Champ libre

Un fou qui rit des rois

Par Julie Francoeur le 2013/07
Image
Champ libre

Un fou qui rit des rois

Par Julie Francoeur le 2013/07

Nombreux sont les événements liés à l’humour dans l’espace public québécois. La place et la fonction de l’humour dans notre société ne font cependant l’objet d’aucun consensus. Pour certains, il répond à un besoin de détente et de divertissement ; pour d’autres, il revêt inéluctablement une fonction sociale et politique. L’humour constituerait de ce dernier point de vue le cinquième pouvoir, suivant le législatif, l’exécutif, le judiciaire et le médiatique. Force est toutefois de constater que l’affirmation du divertissement dans l’humour coïncide avec sa dépolitisation. Les années 1990 ont ainsi vu l’humour se faire le complice, plus ou moins conscient, de la dépolitisation de la sphère publique.La trajectoire fonctionnelle récemment empruntée par l’humour québécois (s’il en est) soulève une question : le rire peut-il encore troubler les institutions ? L’humour peut-il témoigner des incohérences de la société ? Peut-il, en un mot, faire dans la pertinence ?

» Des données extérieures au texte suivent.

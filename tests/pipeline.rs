use chrono::{DateTime, Duration, TimeZone, Utc};
use hedge_grid::grid::{
    Bar, FundingObservation, GridConfig, GridEngine, GridPipeline, InstrumentPrecision,
    InstrumentRegistry, IntentAction, LiveOrder, PlacementPolicy, Regime, RegimeConfig, Side,
};
use hedge_grid::Settings;
use rust_decimal::Decimal;
use rust_decimal_macros::dec;

fn t0() -> DateTime<Utc> {
    Utc.with_ymd_and_hms(2024, 6, 1, 0, 0, 0).unwrap()
}

fn fast_regime() -> RegimeConfig {
    RegimeConfig::default()
        .with_trend_windows(3, 6)
        .with_indicator_windows(3, 3)
}

fn flat_config() -> GridConfig {
    GridConfig::new(dec!(100), 3, dec!(1), dec!(1)).with_regime(fast_regime())
}

fn mirror(out_ladders: &hedge_grid::LadderPair, generation: u64) -> Vec<LiveOrder> {
    out_ladders
        .rungs()
        .map(|r| LiveOrder::from_rung(r, generation))
        .collect()
}

#[test]
fn test_flat_grid_end_to_end() {
    let mut pipeline = GridPipeline::new("BTC", flat_config(), InstrumentPrecision::default()).unwrap();
    let out = pipeline.on_bar(&Bar::from_close(dec!(100), t0()), Decimal::ZERO, &[], t0());

    assert_eq!(out.ladders.long.prices(), vec![dec!(99), dec!(98), dec!(97)]);
    assert_eq!(out.ladders.short.prices(), vec![dec!(101), dec!(102), dec!(103)]);
    assert!(out.ladders.rungs().all(|r| r.qty == dec!(1)));
    assert_eq!(out.intents.len(), 6);
}

#[test]
fn test_uptrend_throttles_short_side() {
    let config = GridConfig::new(dec!(100), 3, dec!(1), dec!(1)).with_counter_throttle(1, dec!(0.5));
    let raw = GridEngine::build_ladders(dec!(100), &config, Regime::Up);
    let shaped = PlacementPolicy::shape(&raw, Regime::Up, &config);

    assert_eq!(shaped.long, raw.long);
    assert_eq!(shaped.short.len(), 1);
    assert_eq!(shaped.short.rungs[0].price, dec!(101));
    assert_eq!(shaped.short.rungs[0].qty, dec!(0.5));
}

#[test]
fn test_detected_uptrend_flows_through_pipeline() {
    let config = flat_config().with_counter_throttle(1, dec!(0.5));
    let mut pipeline = GridPipeline::new("ETH", config, InstrumentPrecision::default()).unwrap();

    let mut center = Decimal::ZERO;
    let mut last = None;
    for i in 0..20 {
        let ts = t0() + Duration::minutes(i);
        let bar = Bar::from_close(dec!(100) + Decimal::from(i * 2), ts);
        let out = pipeline.on_bar(&bar, center, &[], ts);
        center = out.center;
        last = Some(out);
    }

    let out = last.unwrap();
    assert!(out.is_warm);
    assert_eq!(out.regime, Regime::Up);
    assert_eq!(out.center, dec!(138));
    assert_eq!(out.ladders.long.len(), 3);
    assert_eq!(out.ladders.short.prices(), vec![dec!(139.38)]);
    assert_eq!(out.ladders.short.quantities(), vec![dec!(0.5)]);
}

#[test]
fn test_hydrated_orders_are_not_duplicated() {
    let mut pipeline = GridPipeline::new("BTC", flat_config(), InstrumentPrecision::default()).unwrap();
    // orders left resting by a previous session
    let expected = GridEngine::build_ladders(dec!(100), &flat_config(), Regime::Sideways);
    let live = mirror(&expected, 0);

    let out = pipeline.on_bar(&Bar::from_close(dec!(100), t0()), Decimal::ZERO, &live, t0());
    assert!(out.recentered);
    assert!(out.intents.is_empty());
}

#[test]
fn test_recenter_replaces_with_new_generation() {
    let mut pipeline = GridPipeline::new("BTC", flat_config(), InstrumentPrecision::default()).unwrap();
    let first = pipeline.on_bar(&Bar::from_close(dec!(100), t0()), Decimal::ZERO, &[], t0());
    let live = mirror(&first.ladders, pipeline.generation());

    let t1 = t0() + Duration::minutes(1);
    let out = pipeline.on_bar(&Bar::from_close(dec!(103), t1), first.center, &live, t1);

    assert!(out.recentered);
    assert_eq!(out.center, dec!(103));
    assert_eq!(out.intents.len(), 6);
    for intent in &out.intents {
        assert_eq!(intent.action, IntentAction::Replace);
        assert!(intent.derived_id.ends_with("-2"));
        assert!(intent.live_id.as_deref().unwrap().ends_with("-1"));
    }
}

#[test]
fn test_out_of_order_bars_leave_grid_alone() {
    let mut pipeline = GridPipeline::new("BTC", flat_config(), InstrumentPrecision::default()).unwrap();
    let t1 = t0() + Duration::minutes(1);
    pipeline.on_bar(&Bar::from_close(dec!(100), t0()), Decimal::ZERO, &[], t0());
    let current = pipeline.on_bar(&Bar::from_close(dec!(100), t1), dec!(100), &[], t1);
    let live = mirror(&current.ladders, pipeline.generation());

    let late = pipeline.on_bar(&Bar::from_close(dec!(150), t0()), current.center, &live, t1);
    assert!(!late.recentered);
    assert_eq!(late.center, dec!(100));
    assert!(late.intents.is_empty());

    let repeated = pipeline.on_bar(&Bar::from_close(dec!(150), t1), current.center, &live, t1);
    assert!(!repeated.recentered);
    assert_eq!(repeated.center, dec!(100));
    assert!(repeated.intents.is_empty());

    assert_eq!(pipeline.generation(), 1);
    assert_eq!(pipeline.detector().state().observations, 2);

    // the next in-order bar diffs against the untouched live grid
    let t2 = t1 + Duration::minutes(1);
    let next = pipeline.on_bar(&Bar::from_close(dec!(100.2), t2), current.center, &live, t2);
    assert!(next.intents.is_empty());
}

#[test]
fn test_funding_throttle_in_cycle() {
    let mut pipeline = GridPipeline::new("BTC", flat_config(), InstrumentPrecision::default()).unwrap();
    pipeline.on_funding(&FundingObservation::new(dec!(0.002), t0() + Duration::hours(1)));

    let out = pipeline.on_bar(&Bar::from_close(dec!(100), t0()), Decimal::ZERO, &[], t0());
    let funding = out.funding.unwrap();

    assert_eq!(funding.paying_side, Side::Long);
    assert!(funding.is_throttling());
    // 5 / 17.5 of 1, floored to the 0.001 step
    assert!(out.ladders.long.rungs.iter().all(|r| r.qty == dec!(0.285)));
    assert!(out.ladders.short.rungs.iter().all(|r| r.qty == dec!(1)));
}

#[test]
fn test_registry_keeps_instruments_independent() {
    let settings = Settings::from_toml_str(
        r#"
        [[instruments]]
        symbol = "BTC"
        [instruments.precision]
        tick_size = "0.5"
        step_size = "0.001"
        [instruments.grid]
        step_bps = "20"
        levels_long = 2
        levels_short = 2
        base_qty = "0.01"

        [[instruments]]
        symbol = "ETH"
        [instruments.grid]
        step_bps = "50"
        levels_long = 4
        levels_short = 4
        base_qty = "0.1"
        "#,
    )
    .unwrap();
    let mut registry = InstrumentRegistry::from_settings(&settings).unwrap();
    assert_eq!(registry.symbols(), vec!["BTC", "ETH"]);

    let btc = registry
        .get_mut("BTC")
        .unwrap()
        .on_bar(&Bar::from_close(dec!(65000), t0()), Decimal::ZERO, &[], t0());
    assert_eq!(btc.ladders.long.prices(), vec![dec!(64870), dec!(64740)]);

    let eth = registry.get_mut("ETH").unwrap();
    assert_eq!(eth.detector().state().observations, 0);
    assert_eq!(eth.generation(), 0);

    assert!(registry.get_mut("SOL").is_err());
}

Pour Frédéric Dubé, jeune humoriste rimouskois qui présentait son tout dernier spectacle Terroriste blanc d’Amérique à la brasserie Le Bien, le Malt de Rimouski les 20 et 22 juin dernier, la réponse est claire : « Les humoristes d’aujourd’hui sont des rois qui rient des fous, et non plus des fous qui rient des rois. Je pense que l’humoriste doit prêter son micro aux victimes. Que l’humour doit être une incitation à la révolte. Il doit donner le goût aux gens de s’engager, de s’indigner. Pis s’indigner, c’est pas se mettre en colère, c’est tendre la main à un monde meilleur. S’indigner pis agir, c’est se sentir mieux ! Comme a déjà dit l’écrivain et philosophe Albert Camus : y a trois solutions à nos angoisses existentielles : la croyance religieuse, le suicide ou l’engagement absurde. Engagement absurde dans le sens où peut-être qu’on changera pas le monde demain matin pis que ça va être à recommencer, pis à recommencer, pis à recommencer, mais au moins on va être habité par quelque chose. Soyons habités, parce qu’y a rien de plus triste qu’une maison vide. »

Le rire reste, et restera probablement, étroitement lié aux représentations de ce qu’est un bon humoriste. Et c’est entendu : Frédéric Dubé fait rire, et aux larmes. Mais il n’y a pas que ça, comme le souligne à juste titre le jeune humoriste : « Oui, je veux divertir, faire rire. Mais j’espère aussi faire rêver et apporter aux gens quelque chose de plus que s’ils avaient regardé The Price is Right à la télévision. » Il espère et il y parvient. Car Dubé déclenche des rires qui ne passent pas. Des rires fertiles sur lesquels pousse demain, pousse l’histoire. Ainsi, le rire, avec Dubé, n’apparaît pas comme finalité. L’humour lui est instrument de travail, « une arme pour rendre les choses sexy », ira-t-il jusqu’à dire. Et qu’est-ce que le sexy pour Dubé, sinon l’attirant. L’intéressant.

Humour dé-dépolitisé

La plupart des lignes de Dubé cristallisent l’attention sur des enjeux sociaux contemporains. En cela, l’humour dé-dépolitisé de Dubé dépasse le seul commentaire sur l’actualité et la « joke de pet », bien qu’il les intègre agréablement. Pour l’humoriste, « l’anecdote est à l’humour ce que la cigarette est à la santé ». Poésie de dire que l’humour doit s’attaquer à plus grand que son nombril. Une démarche artistique incontestablement pertinente qui est celle de Dubé et qui n’en fait rien de moins qu’un humoriste-jalon.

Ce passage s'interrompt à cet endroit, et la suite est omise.